The glial UDP-glycosyltransferase Ugt35b regulates longevity by maintaining lipid homeostasis in Drosophila.

Abstract

Lipid droplets (LDs) are dynamic organelles essential for lipid storage and organismal survival. Studies have highlighted the importance of glial function in brain LD formation during aging; however, the genes and mechanisms involved remain elusive. Here, we found that Ugt35b, a member of the uridine diphosphate (UDP)-glycosyltransferases that catalyze the transfer of glycosyl groups to acceptors, is highly expressed in glia and crucial for Drosophila lifespan.
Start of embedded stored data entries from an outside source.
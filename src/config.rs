use crate::providers::{EnvReader, SystemEnv};
use anyhow::{anyhow, Result};
use dirs::home_dir;
use serde::{Deserialize, Serialize};
use std::fs;
use std::path::PathBuf;
use tracing::{debug, info};

/// Environment variable holding the endpoint API key.
pub const API_KEY_VAR: &str = "OPENAI_KEY";
/// Environment variable holding the chat-completion endpoint URL.
pub const ENDPOINT_VAR: &str = "OPENAI_ENDPOINT";

/// Defaults compiled into the binary.
const PACKAGED_ENV: &str = include_str!("../assets/default.env");

#[derive(Debug, Clone, Default, PartialEq, Serialize, Deserialize)]
pub struct Config {
    #[serde(default)]
    pub openai_key: Option<String>,
    #[serde(default)]
    pub openai_endpoint: Option<String>,
}

impl Config {
    /// Load configuration from packaged defaults, the config file and
    /// environment variables, in increasing order of precedence.
    pub fn load() -> Result<Self> {
        let file = Self::load_from_file().unwrap_or_else(|e| {
            debug!("No usable config file: {}", e);
            None
        });
        Ok(Self::resolve(PACKAGED_ENV, file, &SystemEnv))
    }

    /// Merges the three configuration sources.
    pub fn resolve(packaged: &str, file: Option<Config>, env: &dyn EnvReader) -> Self {
        let mut config = Self::from_env_file(packaged);

        if let Some(file) = file {
            if file.openai_key.is_some() {
                config.openai_key = file.openai_key;
            }
            if file.openai_endpoint.is_some() {
                config.openai_endpoint = file.openai_endpoint;
            }
        }

        // Environment variables override everything else
        if let Some(key) = non_empty(env.var(API_KEY_VAR)) {
            config.openai_key = Some(key);
        }
        if let Some(endpoint) = non_empty(env.var(ENDPOINT_VAR)) {
            config.openai_endpoint = Some(endpoint);
        }

        config
    }

    /// Parses `KEY=value` lines, skipping blanks and `#` comments.
    pub fn from_env_file(content: &str) -> Self {
        let mut config = Self::default();

        for line in content.lines() {
            let line = line.trim();
            if line.is_empty() || line.starts_with('#') {
                continue;
            }
            let Some((key, value)) = line.split_once('=') else {
                continue;
            };
            let value = non_empty(Some(value.replace('"', "")));
            match key.trim() {
                API_KEY_VAR => config.openai_key = value,
                ENDPOINT_VAR => config.openai_endpoint = value,
                other => debug!("Ignoring unknown packaged setting {}", other),
            }
        }

        config
    }

    fn load_from_file() -> Result<Option<Self>> {
        let config_path = Self::get_config_path()?;
        if !config_path.exists() {
            return Ok(None);
        }
        let content = fs::read_to_string(&config_path)?;
        let config: Config = toml::from_str(&content)?;
        info!("Loaded config from: {}", config_path.display());
        Ok(Some(config))
    }

    pub fn save(&self) -> Result<()> {
        let config_path = Self::get_config_path()?;

        if let Some(parent) = config_path.parent() {
            fs::create_dir_all(parent)?;
        }

        let content = toml::to_string_pretty(self)?;
        fs::write(&config_path, content)?;
        info!("Saved config to: {}", config_path.display());
        Ok(())
    }

    fn get_config_path() -> Result<PathBuf> {
        Ok(Self::get_config_dir()?.join("config.toml"))
    }

    pub fn get_config_dir() -> Result<PathBuf> {
        let home = home_dir().ok_or_else(|| anyhow!("Could not find home directory"))?;
        Ok(home.join(".conjure"))
    }

    /// Update the stored API key. Only the config file is touched; packaged
    /// defaults and environment variables are left alone.
    pub fn set_api_key(api_key: String) -> Result<()> {
        let mut stored = Self::load_from_file()?.unwrap_or_default();
        stored.openai_key = Some(api_key);
        stored.save()
    }

    /// Update the stored endpoint URL.
    pub fn set_endpoint(endpoint: String) -> Result<()> {
        let mut stored = Self::load_from_file()?.unwrap_or_default();
        stored.openai_endpoint = Some(endpoint);
        stored.save()
    }

    pub fn api_key(&self) -> Option<&str> {
        self.openai_key.as_deref()
    }

    pub fn endpoint(&self) -> Option<&str> {
        self.openai_endpoint.as_deref()
    }

    pub fn show_config_info() -> Result<()> {
        let config_path = Self::get_config_path()?;
        println!("Configuration file: {}", config_path.display());
        println!(
            "Status: {}",
            if config_path.exists() { "Found" } else { "Not found" }
        );

        let config = Self::load()?;
        println!("API Key: {}", if config.api_key().is_some() { "Set" } else { "Not set" });
        println!("Endpoint: {}", config.endpoint().unwrap_or("Not set"));

        println!("\nTo configure:");
        println!("  conjure --set-api-key <your-key>");
        println!("  conjure --set-endpoint <chat-completions-url>");
        println!("\nOr set environment variables:");
        println!("  export {}=<your-key>", API_KEY_VAR);
        println!("  export {}=<chat-completions-url>", ENDPOINT_VAR);

        Ok(())
    }
}

fn non_empty(value: Option<String>) -> Option<String> {
    value.filter(|v| !v.is_empty())
}
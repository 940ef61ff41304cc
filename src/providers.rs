//! Shared provider traits for dependency injection.
//!
//! Everything that reads from the host (child processes, environment
//! variables, the working directory) goes through these traits so the
//! context gatherer and the configuration layer can be tested with fakes.

use anyhow::{anyhow, Result};
use std::path::PathBuf;
use std::process::{Command, Output};

/// Trait for running system processes.
///
/// This abstraction enables testing without spawning real processes.
pub trait ProcessRunner: Send + Sync {
    /// Executes a command and returns its output.
    fn run(&self, program: &str, args: &[&str]) -> Result<Output>;

    /// Checks if a program exists in PATH.
    fn program_exists(&self, program: &str) -> bool;
}

/// Default process runner using `std::process::Command`.
pub struct SystemProcessRunner;

impl ProcessRunner for SystemProcessRunner {
    fn run(&self, program: &str, args: &[&str]) -> Result<Output> {
        let mut cmd = Command::new(program);
        cmd.args(args);
        Ok(cmd.output()?)
    }

    fn program_exists(&self, program: &str) -> bool {
        which::which(program).is_ok()
    }
}

/// Read-only access to process-level environment facts.
///
/// # Example
///
/// ```
/// use conjure::providers::{EnvReader, SystemEnv};
///
/// let env = SystemEnv;
/// assert!(env.current_dir().is_ok());
/// ```
pub trait EnvReader: Send + Sync {
    /// Returns the value of an environment variable, or `None` if it is unset.
    fn var(&self, key: &str) -> Option<String>;

    /// Returns the current working directory.
    fn current_dir(&self) -> Result<PathBuf>;
}

/// Environment reader backed by the real process environment.
pub struct SystemEnv;

impl EnvReader for SystemEnv {
    fn var(&self, key: &str) -> Option<String> {
        std::env::var(key).ok()
    }

    fn current_dir(&self) -> Result<PathBuf> {
        std::env::current_dir().map_err(|e| anyhow!("Could not read working directory: {}", e))
    }
}
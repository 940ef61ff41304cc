//! Local environment snapshot sent along with every generation request.
//!
//! The snapshot is a block of `LABEL: value` lines built once at startup.
//! Every probe is best-effort: a probe that fails is left out of the block
//! and never aborts the gathering.

use crate::providers::{EnvReader, ProcessRunner, SystemEnv, SystemProcessRunner};
use anyhow::{anyhow, Result};
use std::process::Output;
use tracing::debug;

/// Collects the context snapshot from injectable host providers.
pub struct ContextGatherer<'a> {
    runner: &'a dyn ProcessRunner,
    env: &'a dyn EnvReader,
}

impl<'a> ContextGatherer<'a> {
    pub fn new(runner: &'a dyn ProcessRunner, env: &'a dyn EnvReader) -> Self {
        Self { runner, env }
    }

    /// Runs every probe in order and joins the successful ones.
    pub fn gather(&self) -> String {
        // Line order is part of the prompt and must stay fixed
        let probes = [
            ("PWD", self.working_directory()),
            ("OS", self.os_descriptor()),
            ("PATH", self.path_variable()),
            ("COMMANDS", self.available_commands()),
            ("HISTORY", self.last_history_entry()),
        ];

        let mut snapshot = String::new();
        for (label, probe) in probes {
            match probe {
                Ok(value) => {
                    snapshot.push_str(label);
                    snapshot.push_str(": ");
                    snapshot.push_str(&value);
                    snapshot.push('\n');
                }
                Err(e) => debug!("Context probe {} skipped: {}", label, e),
            }
        }

        snapshot
    }

    fn working_directory(&self) -> Result<String> {
        Ok(self.env.current_dir()?.display().to_string())
    }

    fn os_descriptor(&self) -> Result<String> {
        let output = self.runner.run("uname", &["-a"])?;
        trimmed_stdout(output)
    }

    fn path_variable(&self) -> Result<String> {
        self.env.var("PATH").ok_or_else(|| anyhow!("PATH is not set"))
    }

    fn available_commands(&self) -> Result<String> {
        self.bash("compgen -c | sort | uniq | tr '\\n' ' '")
    }

    fn last_history_entry(&self) -> Result<String> {
        self.bash("history 1")
    }

    fn bash(&self, script: &str) -> Result<String> {
        if !self.runner.program_exists("bash") {
            return Err(anyhow!("bash not found in PATH"));
        }
        let output = self.runner.run("bash", &["-c", script])?;
        trimmed_stdout(output)
    }
}

fn trimmed_stdout(output: Output) -> Result<String> {
    if !output.status.success() {
        return Err(anyhow!(
            "probe exited with {}: {}",
            output.status,
            String::from_utf8_lossy(&output.stderr).trim()
        ));
    }
    Ok(String::from_utf8_lossy(&output.stdout).trim().to_string())
}

/// Gathers the snapshot from the real host.
pub fn gather_context() -> String {
    ContextGatherer::new(&SystemProcessRunner, &SystemEnv).gather()
}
By integrating multiomics data, we demonstrated that glial Ugt35b plays key roles in regulating glycerolipid and glycerophospholipid metabolism in the brain. Notably, we found that Ugt35b and Lsd-2 are co-expressed in glia and confirmed their protein interaction in vivo. Knockdown of Ugt35b significantly reduced LD formation by downregulating Lsd-2 expression, while overexpression of Lsd-2 partially rescued the shortened lifespan in glial Ugt35b RNAi flies. Our findings reveal the crucial role of glial Ugt35b in regulating LD formation to maintain brain lipid homeostasis and support Drosophila lifespan.